Let's be precise about what Sonnet 4.6 actually does well and where Opus still has an edge. The numbers matter here because "it's basically the same" is true for some tasks and misleading for others.
Where Sonnet 4.6 matches or beats Opus 4.6:
- Computer use (OSWorld-Verified): 72.5% vs. 72.7%. Essentially tied.
- Real-world office tasks (GDPval-AA): Sonnet 4.6 hit an ELO of 1633, actually slightly ahead of Opus 4.6's 1606. This benchmark, run by Artificial Analysis, tests models on 220 professional tasks across 44 occupations (accountants, analysts, designers, editors) and 9 industries. Think tasks like "prepare a detailed amortization schedule in Excel for prepaid expenses" or "create a pitch deck analyzing market trends." Sonnet 4.6 is now the #1 model on this leaderboard.
- Financial analysis (Finance Agent by Vals AI): 63.3% with max thinking, beating Opus 4.6 (60.05%) and GPT-5.2 (58.53%). This measures research on SEC filings of public companies.
- Web automation (WebArena-Verified): Sonnet 4.6 scored state-of-the-art on the full set, exceeding Opus 4.6 among single-agent systems.
- Agentic search (BrowseComp): 74.72%, above Opus 4.5, and with a multi-agent setup reached 82.62%.
- Deep research (DeepSearchQA): State-of-the-art results across all models tested.
- Customer service (τ²-bench): 97.9% on Telecom, 91.7% on Retail. Near-perfect.
- Long-context graph reasoning (GraphWalks): Sonnet 4.6 is actually Anthropic's best model for this, beating even Opus 4.6.
- Scientific chart understanding (CharXiv Reasoning): 77.4% with tools, matching Opus 4.6.
- Medical calculations (MedCalc-Bench): 86.24%, slightly above Opus 4.6 (85.24%).
- Cybersecurity (CyberGym): 65.2%, nearly matching Opus 4.6's 66.6%.
- Reasoning benchmarks (SimpleBench): Now on par with Opus 4, per independent testing by LM Council.
- Context engineering (Letta Context-Bench): 70% improvement in token efficiency and 38% improvement in accuracy over Sonnet 4.5.
Where Opus 4.6 still leads:
- Pure coding (SWE-bench Verified): 79.6% vs. 80.8%. Close, but Opus retains a small edge on complex software engineering tasks.
- Terminal tasks (Terminal-Bench 2.0): 59.1% vs. 65.4%. Opus has a clearer advantage here.
- Deepest reasoning (GPQA Diamond): 89.9% vs. 91.3%. For graduate-level science questions, Opus still pulls ahead.
- Root cause analysis (OpenRCA): 27.9% vs. 34.9%. Opus is significantly better at diagnosing complex software failures across enterprise systems.
- ARC-AGI-2 fluid intelligence: 58.3% vs. 68.8%. For novel pattern reasoning, Opus keeps a healthy lead.
- Codebase refactoring and multi-agent coordination: Anthropic specifically notes Opus 4.6 remains the stronger choice for tasks demanding "the deepest reasoning."
For tasks that look like work (spreadsheets, presentations, data analysis, browser automation, tool use, financial research), Sonnet 4.6 is functionally interchangeable with Opus. For tasks that look like hard computer science (complex debugging, novel reasoning, large-scale code refactoring), Opus still has an edge.
As Alex Finn put it in his breakdown video: "Sonnet is not better than Opus at any specific thing, but it is just as good as Opus 4.6 when it comes to agentic tasks specifically. This is massive because it means it's just as good as a brain for tools like OpenClaw and Claude Code... at a fifth of the price."
The Coding Story: Users Prefer It Over Opus
The benchmark gap on coding tasks (79.6% vs. 80.8% on SWE-bench Verified) suggests Opus should be the clear winner for developers. But Anthropic shared some surprising internal data that complicates that picture.
In Claude Code, Anthropic's command-line coding tool, early testers preferred Sonnet 4.6 over Sonnet 4.5 roughly 70% of the time. They reported the model more effectively read context before modifying code and consolidated shared logic rather than duplicating it. This made it less frustrating over long coding sessions.

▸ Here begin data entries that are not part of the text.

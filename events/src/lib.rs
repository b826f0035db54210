//! Event system infrastructure for queue_sync.
//!
//! This crate provides the types shared between the reconciliation core and
//! whatever view layer sits on top of it, plus the machinery used to deliver
//! reconciled state to that view layer.
//!
//! # Architecture
//!
//! - **TicketSnapshot**: the reconciled, client-held view of a tracked ticket
//! - **TrackerEvent**: enum of everything the view layer may need to react to
//! - **EventHandler**: trait for implementing view-layer reactions
//! - **EventPublisher**: publishes events to registered handlers
//!
//! This crate has no dependencies on internal crates (channel, domain, etc.),
//! avoiding circular dependencies. Opaque queue/dashboard payloads are carried
//! as serialized JSON values.

use async_trait::async_trait;
use chrono::{DateTime, Utc};
use serde::{Deserialize, Serialize};
use serde_json::Value;
use std::fmt;
use std::sync::Arc;

/// Lifecycle status of a queue ticket as reported by the server.
#[derive(Debug, Clone, Copy, PartialEq, Eq, Hash, Serialize, Deserialize)]
#[serde(rename_all = "snake_case")]
pub enum TicketStatus {
    Waiting,
    Consulting,
    Completed,
    Cancelled,
    Expired,
}

impl TicketStatus {
    /// Terminal statuses are never left once reached.
    pub fn is_terminal(&self) -> bool {
        matches!(
            self,
            TicketStatus::Completed | TicketStatus::Cancelled | TicketStatus::Expired
        )
    }
}

impl fmt::Display for TicketStatus {
    fn fmt(&self, f: &mut fmt::Formatter) -> fmt::Result {
        match self {
            TicketStatus::Waiting => write!(f, "waiting"),
            TicketStatus::Consulting => write!(f, "consulting"),
            TicketStatus::Completed => write!(f, "completed"),
            TicketStatus::Cancelled => write!(f, "cancelled"),
            TicketStatus::Expired => write!(f, "expired"),
        }
    }
}

/// The reconciled view of a tracked ticket.
///
/// Only the reconciler mutates a snapshot; everything else receives clones.
#[derive(Debug, Clone, PartialEq, Serialize)]
pub struct TicketSnapshot {
    pub id: i64,
    pub number: String,
    pub status: TicketStatus,
    pub position_in_queue: Option<u32>,
    pub estimated_wait_minutes: i64,
    pub service_id: i64,
    pub service_name: String,
    pub created_at: DateTime<Utc>,
    /// Last position a proximity alert was raised for.
    pub last_alerted_position: Option<u32>,
    /// When the last successful update (pull or push) was applied.
    pub last_updated: DateTime<Utc>,
}

/// How a tracked ticket reached its end.
#[derive(Debug, Clone, Copy, PartialEq, Eq, Serialize)]
#[serde(rename_all = "kebab-case")]
pub enum FinishKind {
    /// The ticket finished through the normal flow.
    Normal,
    /// The server closed the ticket while it was still being served.
    AutoCompleted,
}

impl fmt::Display for FinishKind {
    fn fmt(&self, f: &mut fmt::Formatter) -> fmt::Result {
        match self {
            FinishKind::Normal => write!(f, "normal"),
            FinishKind::AutoCompleted => write!(f, "auto-completed"),
        }
    }
}

#[derive(Debug, Clone, Copy, PartialEq, Eq, Serialize)]
#[serde(rename_all = "snake_case")]
pub enum Priority {
    Normal,
    High,
}

/// Notification raised when the tracked ticket is called to a counter.
#[derive(Debug, Clone, PartialEq, Serialize)]
pub struct CallNotice {
    pub ticket_number: String,
    pub counter: Option<String>,
    pub priority: Priority,
    /// Sticky notices stay on screen until the user dismisses them.
    pub sticky: bool,
}

/// Events raised by the reconciliation core for the view layer.
#[derive(Debug, Clone, PartialEq)]
pub enum TrackerEvent {
    /// The reconciled snapshot changed in at least one field.
    SnapshotChanged(TicketSnapshot),
    /// Ordinary status transition, used for non-sticky notifications.
    StatusChanged {
        ticket_number: String,
        from: TicketStatus,
        to: TicketStatus,
    },
    /// The tracked ticket finished; the snapshot has been cleared.
    /// Raised exactly once per tracker.
    EntityFinished {
        ticket_number: String,
        kind: FinishKind,
    },
    /// The ticket moved into the configured proximity band.
    ProximityAlert { ticket_number: String, position: u32 },
    /// The ticket was called. Always delivered, never suppressed.
    PatientCalled(CallNotice),
    /// A refresh failed; the last good snapshot is still being shown.
    Stale { last_updated: Option<DateTime<Utc>> },
    /// Push channel connectivity changed. `failed` marks an exhausted
    /// reconnection budget and stays until the user resubscribes.
    ConnectionChanged { connected: bool, failed: bool },
    /// Latest service queue or dashboard state.
    QueueChanged { topic: String, state: Value },
    /// Emergency broadcast received on a service topic.
    EmergencyAlert { topic: String, payload: Value },
}

/// Trait for handling tracker events.
/// Implementations perform view-layer side effects like rendering,
/// notifications, indicators, etc.
#[async_trait]
pub trait EventHandler: Send + Sync {
    async fn handle(&self, event: &TrackerEvent);
}

/// Publishes tracker events to registered handlers.
/// Handlers are called sequentially in registration order.
#[derive(Clone)]
pub struct EventPublisher {
    handlers: Arc<Vec<Arc<dyn EventHandler>>>,
}

impl EventPublisher {
    pub fn new() -> Self {
        Self {
            handlers: Arc::new(Vec::new()),
        }
    }

    /// Register a new event handler.
    /// Note: This creates a new publisher instance with the additional handler.
    /// Store the returned publisher where the tracker can reach it.
    pub fn with_handler(mut self, handler: Arc<dyn EventHandler>) -> Self {
        let mut handlers = (*self.handlers).clone();
        handlers.push(handler);
        self.handlers = Arc::new(handlers);
        self
    }

    /// Publish an event to all registered handlers, one after another.
    pub async fn publish(&self, event: TrackerEvent) {
        for handler in self.handlers.iter() {
            handler.handle(&event).await;
        }
    }

    /// Publish a batch of events in order.
    pub async fn publish_all(&self, events: Vec<TrackerEvent>) {
        for event in events {
            self.publish(event).await;
        }
    }
}

impl Default for EventPublisher {
    fn default() -> Self {
        Self::new()
    }
}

Here's the part that raised eyebrows:
- Users even preferred Sonnet 4.6 to Opus 4.5 (the previous-generation flagship) 59% of the time.

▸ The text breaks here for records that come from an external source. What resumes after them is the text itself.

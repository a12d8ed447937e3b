//! # Depot Core
//!
//! Generic, type-safe persistence access layer.
//!
//! Callers describe an entity kind with three cooperating types (a
//! configuration, a persisted entity, a transfer object) and get validated,
//! serialized CRUD access without writing per-type storage or locking code.
//!
//! ## Architecture
//!
//! - **model**: the configuration / persisted / transfer trait triad
//! - **storage**: backend trait, change sets, and the SQLite backend
//! - **migration**: pluggable schema migration strategies
//! - **manager**: the serialized access manager
//! - **provider**: opens stores and hands out managers
//! - **config**: TOML-loadable store configuration

pub mod config;
pub mod error;
pub mod manager;
pub mod migration;
pub mod model;
pub mod provider;
pub mod storage;

pub use config::StoreConfig;
pub use error::{DepotError, Result};
pub use manager::AccessManager;
pub use migration::{MigrationPlan, StagedMigration};
pub use model::{Configuration, Persisted, Transfer, ValidationScope};
pub use provider::{BackendHandle, BackendProvider};
pub use storage::{SqliteBackend, StorageBackend};

/// Core version information
pub const VERSION: &str = env!("CARGO_PKG_VERSION");
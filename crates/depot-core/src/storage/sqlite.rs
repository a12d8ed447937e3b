//! SQLite storage backend.
//!
//! One file per entity kind. Entities are stored as JSON documents in a
//! `records` table keyed by identifier; `seq` preserves insertion order. A
//! `meta` table pins the file to its entity kind and schema version.

use std::path::{Path, PathBuf};
use std::sync::{Mutex, MutexGuard};

use chrono::{DateTime, Utc};
use rusqlite::{Connection, OptionalExtension, Transaction};
use uuid::Uuid;

use crate::error::{DepotError, Result};
use crate::migration::MigrationPlan;
use crate::model::Persisted;
use crate::storage::row::RecordRow;
use crate::storage::traits::StorageBackend;
use crate::storage::types::{BackendOptions, Change, ChangeSet, StoreMetadata};

const FORMAT_VERSION: &str = "0.1";

const SCHEMA: &str = r#"
CREATE TABLE IF NOT EXISTS meta (
    key TEXT PRIMARY KEY,
    value TEXT NOT NULL
);

CREATE TABLE IF NOT EXISTS records (
    seq INTEGER PRIMARY KEY AUTOINCREMENT,
    id TEXT NOT NULL UNIQUE,
    kind TEXT NOT NULL,
    data_json TEXT NOT NULL,
    created_at TEXT NOT NULL,
    updated_at TEXT NOT NULL
);

CREATE INDEX IF NOT EXISTS records_kind ON records (kind);
"#;

/// SQLite storage backend bound to one entity kind.
pub struct SqliteBackend {
    path: PathBuf,
    kind: String,
    conn: Mutex<Connection>,
}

- They rated it as significantly less prone to "overengineering" and "laziness," meaningfully better at instruction following, with fewer false claims of success, fewer hallucinations, and more consistent follow-through on multi-step tasks.
- This tracks with how Anthropic's CEO frames the progression internally:
- Dario laid out a specific spectrum for coding automation: 90% of code written by AI (already happening), 100% of code, 90% of end-to-end SWE tasks including compiling, testing, and writing memos, then 100% of those tasks.
- He estimates coding models currently provide a "15-20% total factor speedup", up from roughly 5% six months ago, and noted Anthropic already has engineers who "don't write any code" themselves.
- "There is zero time for bullsh*t," he said of Anthropic's internal adoption. "These tools make us a lot more productive."
The system card's own broader coding evaluation backs this up. On a 100+ scenario assessment of realistic coding behavior, Sonnet 4.6 was Anthropic's strongest model on verification thoroughness (actually reading files before editing them, running tests afterward), destructive action avoidance (not force-pushing or running rm -rf without caution), instruction following, adaptability when initial approaches fail, and efficiency (fewer wasted tool calls).
In one test case involving clearly misspecified tests in a test-driven development context, earlier models would write unusable code to pass the tests. Sonnet 4.6 was more likely to catch the problem and flag it to the user. It also caught subtle bugs (string truncation, inconsistent numerical precision, dangerous sed operations) that existing test suites missed.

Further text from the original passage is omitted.